Jimmy Murphy will be a name not known by many but like most unsung heroes in sport that have been forgotten and live in the periphery, Murphy played a significant role at Manchester United Football Club throughout the 1950s and into the 21st Century. We may assume that while Murphy shied away from the limelight and media attention then so did his reputation and status in the game, and a younger generation of MUFC fans will not be aware of the impact and legacy he created for the club of the 21st Century that is a highly successful football, commercial and global institution.

Murphy was an artist, he played the organ and piano as well as being a talented footballer –  playing for West Bromwich Albion, Swindon Town Football club and represented the Welsh national team, later becoming the Welsh national team manager (1956- 1964). However, his football career was cut short with the outbreak of World War Two. Towards the end of the war, Jimmy was a sergeant, stationed in Bari, Italy organising troop sports games and coaching clinics, when Sir Matt Busby offered him the role of Youth coach at MUFC, after witnessing Murphy giving a rousing and passionate talk about football and tactics.


Busby and Murphy worked alongside each other from 1946 – 1976, a partnership which witnessed the transformation of the MUFC 1st team and saw it drift away from mediocrity into one of the most dominant teams both domestically and within Europe. The pair saw triumph as they developed a youth structure that would become a conveyor belt of talent for the 1st team and tragedy as the Munich Air Disaster destroyed an entire team and a club.  Murphy managed to keep the club afloat and operational after the death of eight first-team players and all the first team coaching staff, with the exception of Sir Matt Busby, who was critically ill in a Munich hospital. Murphy took control of all footballing matters and managed the club from 6th February 1958 until the end of the season. Remarkably, by utilising the youth team players he had been nurturing and augmented by just two new signings, Murphy stabilised the club, reaching an FA Cup final and the semi-final of the European Cup,  an incredible feat for a man for whom the emotional attachment to those players who perished on that fateful day must have been overwhelming.

The Munich Air disaster is a colossal part of MUFC history and each year those lives lost are commemorated, for both the tragedy itself and from the sporting context, the team dubbed the ‘Busby Babes’ was one with flair, skill and enormous talent, who were dominating the domestic game and looking to conquer Europe. For those without having a passion for sport and in particular MUFC history, then the assumption might be that the club survived the tragic events of Munich via financial resources and the type of vast pool of players and staff as prevalent in football today. However, in 1958 it was just Murphy and a cohort of young, inexperienced, nervous but ultimately,  talented players that saved MUFC from the oblivion. The club was crippled, but with Jimmy’s motivation, character, aspirations and sheer determination to carry on, if only for the memory of those who perished, the club managed to survive and survive well.

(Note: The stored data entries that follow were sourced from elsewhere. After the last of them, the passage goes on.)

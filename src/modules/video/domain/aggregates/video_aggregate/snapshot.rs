use chrono::{DateTime, Utc};
use serde::{Deserialize, Serialize};

use super::metadata::VideoMetadata;
use crate::modules::video::domain::{
    events::VideoMediaCreated,
    identifiers::VideoId,
    value_objects::{AudioVideoMedia, ImageMedia},
};

/// Flat persisted shape of a video, including events not yet drained
#[derive(Debug, Clone, Serialize, Deserialize)]
#[serde(rename_all = "camelCase")]
pub struct VideoSnapshot {
    pub id: VideoId,
    #[serde(flatten)]
    pub metadata: VideoMetadata,
    pub created_at: DateTime<Utc>,
    pub updated_at: DateTime<Utc>,
    pub banner: Option<ImageMedia>,
    pub thumbnail: Option<ImageMedia>,
    pub thumbnail_half: Option<ImageMedia>,
    pub trailer: Option<AudioVideoMedia>,
    pub video: Option<AudioVideoMedia>,
    #[serde(default)]
    pub domain_events: Vec<VideoMediaCreated>,
}
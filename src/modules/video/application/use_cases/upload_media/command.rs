use crate::modules::video::domain::{Resource, VideoMediaType};

/// Command for attaching one asset to an existing video
#[derive(Debug, Clone)]
pub struct UploadMediaCommand {
    pub video_id: String,
    pub media_type: VideoMediaType,
    pub resource: Resource,
}

impl UploadMediaCommand {
    pub fn new(video_id: impl Into<String>, media_type: VideoMediaType, resource: Resource) -> Self {
        Self {
            video_id: video_id.into(),
            media_type,
            resource,
        }
    }
}
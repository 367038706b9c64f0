mod video_events;

pub use video_events::VideoMediaCreated;
mod handler;
mod query;
mod result;

pub use handler::GetVideoHandler;
pub use query::GetVideoQuery;
pub use result::{AudioVideoMediaOutput, GetVideoResult, ImageMediaOutput, VideoOutput};
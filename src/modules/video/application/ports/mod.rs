pub mod event_publisher;

pub use event_publisher::EventPublisher;
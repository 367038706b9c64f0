//! Gateway doubles shared by the use case unit tests
use async_trait::async_trait;
use mockall::mock;

use super::ports::EventPublisher;
use crate::modules::catalog::domain::{
    CastMemberGateway, CastMemberId, CategoryGateway, CategoryId, GenreGateway, GenreId,
};
use crate::modules::video::domain::{
    AudioVideoMedia, ImageMedia, MediaResourceGateway, Resource, Video, VideoGateway, VideoId,
    VideoMediaCreated, VideoMediaType, VideoResource, VideoSearchQuery,
};
use crate::shared::application::PaginatedResult;
use crate::shared::errors::AppResult;

mock! {
    pub VideoGateway {}

    #[async_trait]
    impl VideoGateway for VideoGateway {
        async fn create(&self, video: &Video) -> AppResult<Video>;
        async fn update(&self, video: &Video) -> AppResult<Video>;
        async fn find_by_id(&self, id: &VideoId) -> AppResult<Option<Video>>;
        async fn delete_by_id(&self, id: &VideoId) -> AppResult<()>;
        async fn find_all(&self, query: &VideoSearchQuery) -> AppResult<PaginatedResult<Video>>;
    }
}

mock! {
    pub MediaResourceGateway {}

    #[async_trait]
    impl MediaResourceGateway for MediaResourceGateway {
        async fn store_audio_video(&self, video_id: &VideoId, resource: VideoResource) -> AppResult<AudioVideoMedia>;
        async fn store_image(&self, video_id: &VideoId, resource: VideoResource) -> AppResult<ImageMedia>;
        async fn get_resource(&self, video_id: &VideoId, media_type: VideoMediaType) -> AppResult<Option<Resource>>;
        async fn clear_resources(&self, video_id: &VideoId) -> AppResult<()>;
    }
}

mock! {
    pub EventPublisher {}

    #[async_trait]
    impl EventPublisher for EventPublisher {
        async fn publish_all(&self, events: Vec<VideoMediaCreated>) -> AppResult<()>;
    }
}

mock! {
    pub CategoryGateway {}

    #[async_trait]
    impl CategoryGateway for CategoryGateway {
        async fn exists_by_ids(&self, ids: &[CategoryId]) -> AppResult<Vec<CategoryId>>;
    }
}

mock! {
    pub GenreGateway {}

    #[async_trait]
    impl GenreGateway for GenreGateway {
        async fn exists_by_ids(&self, ids: &[GenreId]) -> AppResult<Vec<GenreId>>;
    }
}

mock! {
    pub CastMemberGateway {}

    #[async_trait]
    impl CastMemberGateway for CastMemberGateway {
        async fn exists_by_ids(&self, ids: &[CastMemberId]) -> AppResult<Vec<CastMemberId>>;
    }
}

/// Gateways that must never be asked anything
pub fn untouched_catalog() -> (MockCategoryGateway, MockGenreGateway, MockCastMemberGateway) {
    let mut categories = MockCategoryGateway::new();
    categories.expect_exists_by_ids().never();
    let mut genres = MockGenreGateway::new();
    genres.expect_exists_by_ids().never();
    let mut cast_members = MockCastMemberGateway::new();
    cast_members.expect_exists_by_ids().never();
    (categories, genres, cast_members)
}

Jimmy Murphy is a peripheral figure at the club and despite having a media building in his name and the ‘Jimmy Murphy Young player’s award’, most supporters, from both sides of Manchester would struggle to recognise not only the name but the significant role he played. Many credit Sir Matt Busby for the rebirth of the club’s success, especially in winning the1968 European Cup, just ten short years after Munich. However, Murphy plays a leading role in the success prior to and after Munich, he is instrumental in everything the club is today, such as the youth structure and the tradition of giving young talented players an opportunity to play in the first team. Murphy scoured the country for the best talented British players that would suit MUFC. A tradition that is paramount in the club values of 2018 and demonstrated by groups like the ‘class of 92’, still present today despite the high-profile signings from abroad and the club have had a youth team player in every matchday squad since 1937.

The number of players Murphy spotted, nurtured and developed at the time is a remarkable achievement, particularly if contrasted the financial fortunes being spent in the scouting departments and the vast resources clubs have at their disposal in the current climate. Sir Bobby Charlton, a World Cup winner in 1966 and European Cup winner for MUFC in 1968 wrote ‘that whatever I have achieved in football it is down to one man and one man only, Jimmy Murphy’. Murphy is part of Manchester United, Manchester United is Jimmy Murphy, without him, the club traditions, vision, and history could be extremely different from the one we know today.